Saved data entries
+===+

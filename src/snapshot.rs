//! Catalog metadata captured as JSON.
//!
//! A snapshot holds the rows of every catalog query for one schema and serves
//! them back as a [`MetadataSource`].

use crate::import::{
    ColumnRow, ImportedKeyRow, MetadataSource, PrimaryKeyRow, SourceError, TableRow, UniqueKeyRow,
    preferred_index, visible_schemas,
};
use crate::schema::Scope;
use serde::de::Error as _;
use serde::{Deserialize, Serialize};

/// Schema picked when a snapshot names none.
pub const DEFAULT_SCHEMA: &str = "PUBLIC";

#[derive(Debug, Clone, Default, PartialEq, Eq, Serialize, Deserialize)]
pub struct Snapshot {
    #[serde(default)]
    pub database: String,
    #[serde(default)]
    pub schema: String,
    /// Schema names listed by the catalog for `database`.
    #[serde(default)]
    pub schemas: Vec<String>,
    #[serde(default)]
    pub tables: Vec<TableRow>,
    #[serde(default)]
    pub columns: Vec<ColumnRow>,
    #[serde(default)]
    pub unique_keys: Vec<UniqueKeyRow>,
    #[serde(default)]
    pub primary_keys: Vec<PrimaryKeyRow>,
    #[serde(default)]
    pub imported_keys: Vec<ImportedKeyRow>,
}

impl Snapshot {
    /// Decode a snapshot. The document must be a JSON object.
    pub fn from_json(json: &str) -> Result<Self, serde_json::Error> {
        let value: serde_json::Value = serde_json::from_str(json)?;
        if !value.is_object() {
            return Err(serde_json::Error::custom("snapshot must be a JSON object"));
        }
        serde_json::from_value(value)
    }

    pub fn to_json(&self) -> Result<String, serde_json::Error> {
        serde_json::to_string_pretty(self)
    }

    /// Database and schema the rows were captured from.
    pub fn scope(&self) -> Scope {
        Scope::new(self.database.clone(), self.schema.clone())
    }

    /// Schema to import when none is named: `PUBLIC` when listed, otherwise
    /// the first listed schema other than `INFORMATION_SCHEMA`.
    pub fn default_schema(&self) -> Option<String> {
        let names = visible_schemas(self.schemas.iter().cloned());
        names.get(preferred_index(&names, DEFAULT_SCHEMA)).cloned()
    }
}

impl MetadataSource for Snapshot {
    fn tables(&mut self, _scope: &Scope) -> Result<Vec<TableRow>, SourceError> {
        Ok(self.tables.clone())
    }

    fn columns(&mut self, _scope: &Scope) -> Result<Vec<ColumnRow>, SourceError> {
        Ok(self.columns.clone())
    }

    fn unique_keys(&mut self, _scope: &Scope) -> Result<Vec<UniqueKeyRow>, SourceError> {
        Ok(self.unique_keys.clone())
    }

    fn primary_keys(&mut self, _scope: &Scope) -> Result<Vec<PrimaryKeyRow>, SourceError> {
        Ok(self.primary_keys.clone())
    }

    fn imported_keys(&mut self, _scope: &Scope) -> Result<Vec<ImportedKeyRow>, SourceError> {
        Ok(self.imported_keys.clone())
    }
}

+===+

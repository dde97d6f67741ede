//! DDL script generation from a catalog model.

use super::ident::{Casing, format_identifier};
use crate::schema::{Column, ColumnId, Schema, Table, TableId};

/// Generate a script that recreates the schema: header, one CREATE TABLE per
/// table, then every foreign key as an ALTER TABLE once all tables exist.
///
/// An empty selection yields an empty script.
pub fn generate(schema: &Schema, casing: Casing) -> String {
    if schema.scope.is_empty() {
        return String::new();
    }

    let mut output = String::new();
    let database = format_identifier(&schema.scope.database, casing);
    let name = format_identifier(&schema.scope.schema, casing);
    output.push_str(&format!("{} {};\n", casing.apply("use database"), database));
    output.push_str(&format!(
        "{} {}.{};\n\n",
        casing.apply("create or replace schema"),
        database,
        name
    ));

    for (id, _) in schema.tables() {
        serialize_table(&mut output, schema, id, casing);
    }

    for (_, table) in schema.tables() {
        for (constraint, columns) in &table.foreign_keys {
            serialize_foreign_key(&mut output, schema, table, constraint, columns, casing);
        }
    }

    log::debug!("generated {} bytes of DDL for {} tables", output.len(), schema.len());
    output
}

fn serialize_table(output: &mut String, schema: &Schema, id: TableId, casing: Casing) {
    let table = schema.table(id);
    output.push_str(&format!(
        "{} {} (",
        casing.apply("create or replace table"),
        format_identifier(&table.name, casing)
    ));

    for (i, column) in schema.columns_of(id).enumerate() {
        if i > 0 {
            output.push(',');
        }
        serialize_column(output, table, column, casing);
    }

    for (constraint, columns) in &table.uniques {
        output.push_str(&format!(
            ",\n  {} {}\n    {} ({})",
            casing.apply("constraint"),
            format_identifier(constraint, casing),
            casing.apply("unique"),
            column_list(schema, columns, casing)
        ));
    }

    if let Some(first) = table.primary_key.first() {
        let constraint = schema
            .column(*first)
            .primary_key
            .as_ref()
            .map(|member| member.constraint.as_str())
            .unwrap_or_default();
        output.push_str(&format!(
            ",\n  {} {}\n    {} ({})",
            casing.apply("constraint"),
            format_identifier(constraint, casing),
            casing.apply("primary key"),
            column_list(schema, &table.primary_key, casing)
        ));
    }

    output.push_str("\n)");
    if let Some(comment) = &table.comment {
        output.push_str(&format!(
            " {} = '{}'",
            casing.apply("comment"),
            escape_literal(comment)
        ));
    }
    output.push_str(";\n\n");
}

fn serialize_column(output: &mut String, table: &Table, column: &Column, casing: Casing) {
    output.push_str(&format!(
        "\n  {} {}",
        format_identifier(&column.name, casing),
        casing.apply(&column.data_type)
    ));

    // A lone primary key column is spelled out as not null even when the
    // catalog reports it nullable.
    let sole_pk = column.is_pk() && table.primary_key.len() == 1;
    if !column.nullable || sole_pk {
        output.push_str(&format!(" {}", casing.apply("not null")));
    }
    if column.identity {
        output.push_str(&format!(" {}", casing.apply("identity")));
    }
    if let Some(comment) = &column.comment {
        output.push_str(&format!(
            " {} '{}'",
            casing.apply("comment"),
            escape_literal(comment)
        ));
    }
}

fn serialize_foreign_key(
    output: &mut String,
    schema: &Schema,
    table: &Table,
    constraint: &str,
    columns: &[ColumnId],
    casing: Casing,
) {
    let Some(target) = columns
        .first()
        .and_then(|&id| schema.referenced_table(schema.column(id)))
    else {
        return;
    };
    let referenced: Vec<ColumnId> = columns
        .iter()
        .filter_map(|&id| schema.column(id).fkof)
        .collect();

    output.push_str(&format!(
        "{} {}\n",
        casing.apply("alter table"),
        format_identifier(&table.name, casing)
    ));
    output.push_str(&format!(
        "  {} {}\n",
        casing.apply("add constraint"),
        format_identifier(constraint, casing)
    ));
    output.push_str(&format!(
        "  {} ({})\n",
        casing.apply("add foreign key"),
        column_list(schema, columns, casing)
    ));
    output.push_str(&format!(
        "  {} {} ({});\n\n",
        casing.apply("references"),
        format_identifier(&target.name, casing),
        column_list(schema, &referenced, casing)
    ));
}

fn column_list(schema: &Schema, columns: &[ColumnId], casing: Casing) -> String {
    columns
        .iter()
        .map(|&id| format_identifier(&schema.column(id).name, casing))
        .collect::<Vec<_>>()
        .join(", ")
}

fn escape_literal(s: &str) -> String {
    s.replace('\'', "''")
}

+===+

● Assignment
Take exactly the lines from the one containing "filename src/snapshot.rs" through the one containing "pub fn scope(&self)" in the data above, and output them with nothing added.

● Solved problem
filename src/snapshot.rs
//! Catalog metadata captured as JSON.
//!
//! A snapshot holds the rows of every catalog query for one schema and serves
//! them back as a [`MetadataSource`].

use crate::import::{
    ColumnRow, ImportedKeyRow, MetadataSource, PrimaryKeyRow, SourceError, TableRow, UniqueKeyRow,
    preferred_index, visible_schemas,
};
use crate::schema::Scope;
use serde::de::Error as _;
use serde::{Deserialize, Serialize};

/// Schema picked when a snapshot names none.
pub const DEFAULT_SCHEMA: &str = "PUBLIC";

#[derive(Debug, Clone, Default, PartialEq, Eq, Serialize, Deserialize)]
pub struct Snapshot {
    #[serde(default)]
    pub database: String,
    #[serde(default)]
    pub schema: String,
    /// Schema names listed by the catalog for `database`.
    #[serde(default)]
    pub schemas: Vec<String>,
    #[serde(default)]
    pub tables: Vec<TableRow>,
    #[serde(default)]
    pub columns: Vec<ColumnRow>,
    #[serde(default)]
    pub unique_keys: Vec<UniqueKeyRow>,
    #[serde(default)]
    pub primary_keys: Vec<PrimaryKeyRow>,
    #[serde(default)]
    pub imported_keys: Vec<ImportedKeyRow>,
}

impl Snapshot {
    /// Decode a snapshot. The document must be a JSON object.
    pub fn from_json(json: &str) -> Result<Self, serde_json::Error> {
        let value: serde_json::Value = serde_json::from_str(json)?;
        if !value.is_object() {
            return Err(serde_json::Error::custom("snapshot must be a JSON object"));
        }
        serde_json::from_value(value)
    }

    pub fn to_json(&self) -> Result<String, serde_json::Error> {
        serde_json::to_string_pretty(self)
    }

    /// Database and schema the rows were captured from.
    pub fn scope(&self) -> Scope {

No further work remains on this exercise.